▶

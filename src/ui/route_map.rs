//! Schematic route screen rendering
//!
//! Renders the itinerary as a vertical chain of numbered point markers
//! joined by connector lines, with no connector after the last point.

use ratatui::{
    layout::{Constraint, Direction, Layout},
    style::{Color, Modifier, Style},
    text::{Line, Span},
    widgets::{Block, Borders, Paragraph},
    Frame,
};

use crate::app::App;
use crate::views::{RouteSegment, EMPTY_ROUTE_MESSAGE};

/// Renders the route screen
///
/// # Arguments
/// * `frame` - The ratatui Frame to render to
/// * `app` - The application state containing the itinerary
pub fn render(frame: &mut Frame, app: &App) {
    let area = frame.area();

    let chunks = Layout::default()
        .direction(Direction::Vertical)
        .constraints([
            Constraint::Min(3),    // Route chain
            Constraint::Length(1), // Notice line
            Constraint::Length(1), // Help text
        ])
        .split(area);

    let route = app.views().route;

    let mut lines: Vec<Line> = Vec::with_capacity(route.segments.len().max(1));
    for segment in &route.segments {
        match segment {
            RouteSegment::Point { position, name } => {
                lines.push(Line::from(vec![
                    Span::styled(
                        format!(" ({}) ", position),
                        Style::default()
                            .fg(Color::Yellow)
                            .add_modifier(Modifier::BOLD),
                    ),
                    Span::styled(name.clone(), Style::default().fg(Color::White)),
                ]));
            }
            RouteSegment::Connector => {
                // Heavy vertical bar, distinct from the light border glyph
                lines.push(Line::from(Span::styled(
                    "  \u{2503}", // ┃
                    Style::default().fg(Color::Cyan),
                )));
            }
        }
    }

    if route.segments.is_empty() {
        lines.push(Line::from(Span::styled(
            EMPTY_ROUTE_MESSAGE,
            Style::default().fg(Color::DarkGray),
        )));
    }

    let block = Block::default()
        .title(" Route ")
        .borders(Borders::ALL)
        .border_style(Style::default().fg(Color::Cyan));

    frame.render_widget(Paragraph::new(lines).block(block), chunks[0]);
    frame.render_widget(
        Paragraph::new(super::notice_line(app.notice.as_ref())),
        chunks[1],
    );
    render_help(frame, chunks[2]);
}

/// Renders the help text at the bottom of the screen
fn render_help(frame: &mut Frame, area: ratatui::layout::Rect) {
    let help_text = Line::from(vec![
        Span::styled("1-3", Style::default().fg(Color::Yellow)),
        Span::raw(" Views  "),
        Span::styled("a", Style::default().fg(Color::Yellow)),
        Span::raw(" Add  "),
        Span::styled("Esc", Style::default().fg(Color::Yellow)),
        Span::raw(" Back  "),
        Span::styled("q", Style::default().fg(Color::Yellow)),
        Span::raw(" Quit"),
    ]);
    let paragraph = Paragraph::new(help_text).style(Style::default().fg(Color::DarkGray));
    frame.render_widget(paragraph, area);
}

#[cfg(test)]
mod tests {
    use super::*;
    use chrono::{Days, Local};
    use ratatui::{backend::TestBackend, Terminal};

    fn render_to_string(app: &App) -> String {
        let backend = TestBackend::new(80, 24);
        let mut terminal = Terminal::new(backend).unwrap();
        terminal.draw(|frame| render(frame, app)).unwrap();
        terminal
            .backend()
            .buffer()
            .content()
            .iter()
            .map(|cell| cell.symbol())
            .collect()
    }

    fn seed_stop(app: &mut App, name: &str, days: u64) {
        let today = Local::now().date_naive();
        let date = today.checked_add_days(Days::new(days)).unwrap().to_string();
        app.itinerary
            .add(name, &date, "", None, today)
            .expect("seed stop should validate");
    }

    #[test]
    fn test_empty_route_shows_message() {
        let app = App::new();
        let content = render_to_string(&app);
        assert!(content.contains(EMPTY_ROUTE_MESSAGE));
    }

    #[test]
    fn test_points_are_joined_by_connectors() {
        let mut app = App::new();
        seed_stop(&mut app, "Rome", 1);
        seed_stop(&mut app, "Paris", 2);
        seed_stop(&mut app, "Berlin", 3);

        let content = render_to_string(&app);

        assert!(content.contains("(1) Rome"));
        assert!(content.contains("(2) Paris"));
        assert!(content.contains("(3) Berlin"));
        let connectors = content.matches('\u{2503}').count();
        assert_eq!(connectors, 2, "one connector between each pair, none after the last");
        assert!(!content.contains(EMPTY_ROUTE_MESSAGE));
    }

    #[test]
    fn test_single_point_has_no_connector() {
        let mut app = App::new();
        seed_stop(&mut app, "Rome", 1);

        let content = render_to_string(&app);

        assert!(content.contains("(1) Rome"));
        assert_eq!(content.matches('\u{2503}').count(), 0);
    }
}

◀

Faithfully copy every entry, leaving nothing out.

▶ Finished task:
filename src/ui/route_map.rs
//! Schematic route screen rendering
//!
//! Renders the itinerary as a vertical chain of numbered point markers
//! joined by connector lines, with no connector after the last point.

use ratatui::{
    layout::{Constraint, Direction, Layout},
    style::{Color, Modifier, Style},
    text::{Line, Span},
    widgets::{Block, Borders, Paragraph},
    Frame,
};

use crate::app::App;
use crate::views::{RouteSegment, EMPTY_ROUTE_MESSAGE};

/// Renders the route screen
///
/// # Arguments
/// * `frame` - The ratatui Frame to render to
/// * `app` - The application state containing the itinerary
pub fn render(frame: &mut Frame, app: &App) {
    let area = frame.area();

    let chunks = Layout::default()
        .direction(Direction::Vertical)
        .constraints([
            Constraint::Min(3),    // Route chain
            Constraint::Length(1), // Notice line
            Constraint::Length(1), // Help text
        ])
        .split(area);

    let route = app.views().route;

    let mut lines: Vec<Line> = Vec::with_capacity(route.segments.len().max(1));
    for segment in &route.segments {
        match segment {
            RouteSegment::Point { position, name } => {
                lines.push(Line::from(vec![
                    Span::styled(
                        format!(" ({}) ", position),
                        Style::default()
                            .fg(Color::Yellow)
                            .add_modifier(Modifier::BOLD),
                    ),
                    Span::styled(name.clone(), Style::default().fg(Color::White)),
                ]));
            }
            RouteSegment::Connector => {
                // Heavy vertical bar, distinct from the light border glyph
                lines.push(Line::from(Span::styled(
                    "  \u{2503}", // ┃
                    Style::default().fg(Color::Cyan),
                )));
            }
        }
    }

    if route.segments.is_empty() {
        lines.push(Line::from(Span::styled(
            EMPTY_ROUTE_MESSAGE,
            Style::default().fg(Color::DarkGray),
        )));
    }

    let block = Block::default()
        .title(" Route ")
        .borders(Borders::ALL)
        .border_style(Style::default().fg(Color::Cyan));

    frame.render_widget(Paragraph::new(lines).block(block), chunks[0]);
    frame.render_widget(
        Paragraph::new(super::notice_line(app.notice.as_ref())),
        chunks[1],
    );
    render_help(frame, chunks[2]);
}

/// Renders the help text at the bottom of the screen
fn render_help(frame: &mut Frame, area: ratatui::layout::Rect) {
    let help_text = Line::from(vec![
        Span::styled("1-3", Style::default().fg(Color::Yellow)),
        Span::raw(" Views  "),
        Span::styled("a", Style::default().fg(Color::Yellow)),
        Span::raw(" Add  "),
        Span::styled("Esc", Style::default().fg(Color::Yellow)),
        Span::raw(" Back  "),
        Span::styled("q", Style::default().fg(Color::Yellow)),
        Span::raw(" Quit"),
    ]);
    let paragraph = Paragraph::new(help_text).style(Style::default().fg(Color::DarkGray));
    frame.render_widget(paragraph, area);
}

#[cfg(test)]
mod tests {
    use super::*;
    use chrono::{Days, Local};
    use ratatui::{backend::TestBackend, Terminal};

    fn render_to_string(app: &App) -> String {
        let backend = TestBackend::new(80, 24);
        let mut terminal = Terminal::new(backend).unwrap();
        terminal.draw(|frame| render(frame, app)).unwrap();
        terminal
            .backend()
            .buffer()
            .content()
            .iter()
            .map(|cell| cell.symbol())
            .collect()
    }

    fn seed_stop(app: &mut App, name: &str, days: u64) {
        let today = Local::now().date_naive();
        let date = today.checked_add_days(Days::new(days)).unwrap().to_string();
        app.itinerary
            .add(name, &date, "", None, today)
            .expect("seed stop should validate");
    }

    #[test]
    fn test_empty_route_shows_message() {
        let app = App::new();
        let content = render_to_string(&app);
        assert!(content.contains(EMPTY_ROUTE_MESSAGE));
    }

    #[test]
    fn test_points_are_joined_by_connectors() {
        let mut app = App::new();
        seed_stop(&mut app, "Rome", 1);
        seed_stop(&mut app, "Paris", 2);
        seed_stop(&mut app, "Berlin", 3);

        let content = render_to_string(&app);

        assert!(content.contains("(1) Rome"));
        assert!(content.contains("(2) Paris"));
        assert!(content.contains("(3) Berlin"));
        let connectors = content.matches('\u{2503}').count();
        assert_eq!(connectors, 2, "one connector between each pair, none after the last");
        assert!(!content.contains(EMPTY_ROUTE_MESSAGE));
    }

    #[test]
    fn test_single_point_has_no_connector() {
        let mut app = App::new();
        seed_stop(&mut app, "Rome", 1);

        let content = render_to_string(&app);

        assert!(content.contains("(1) Rome"));
        assert_eq!(content.matches('\u{2503}').count(), 0);
    }
}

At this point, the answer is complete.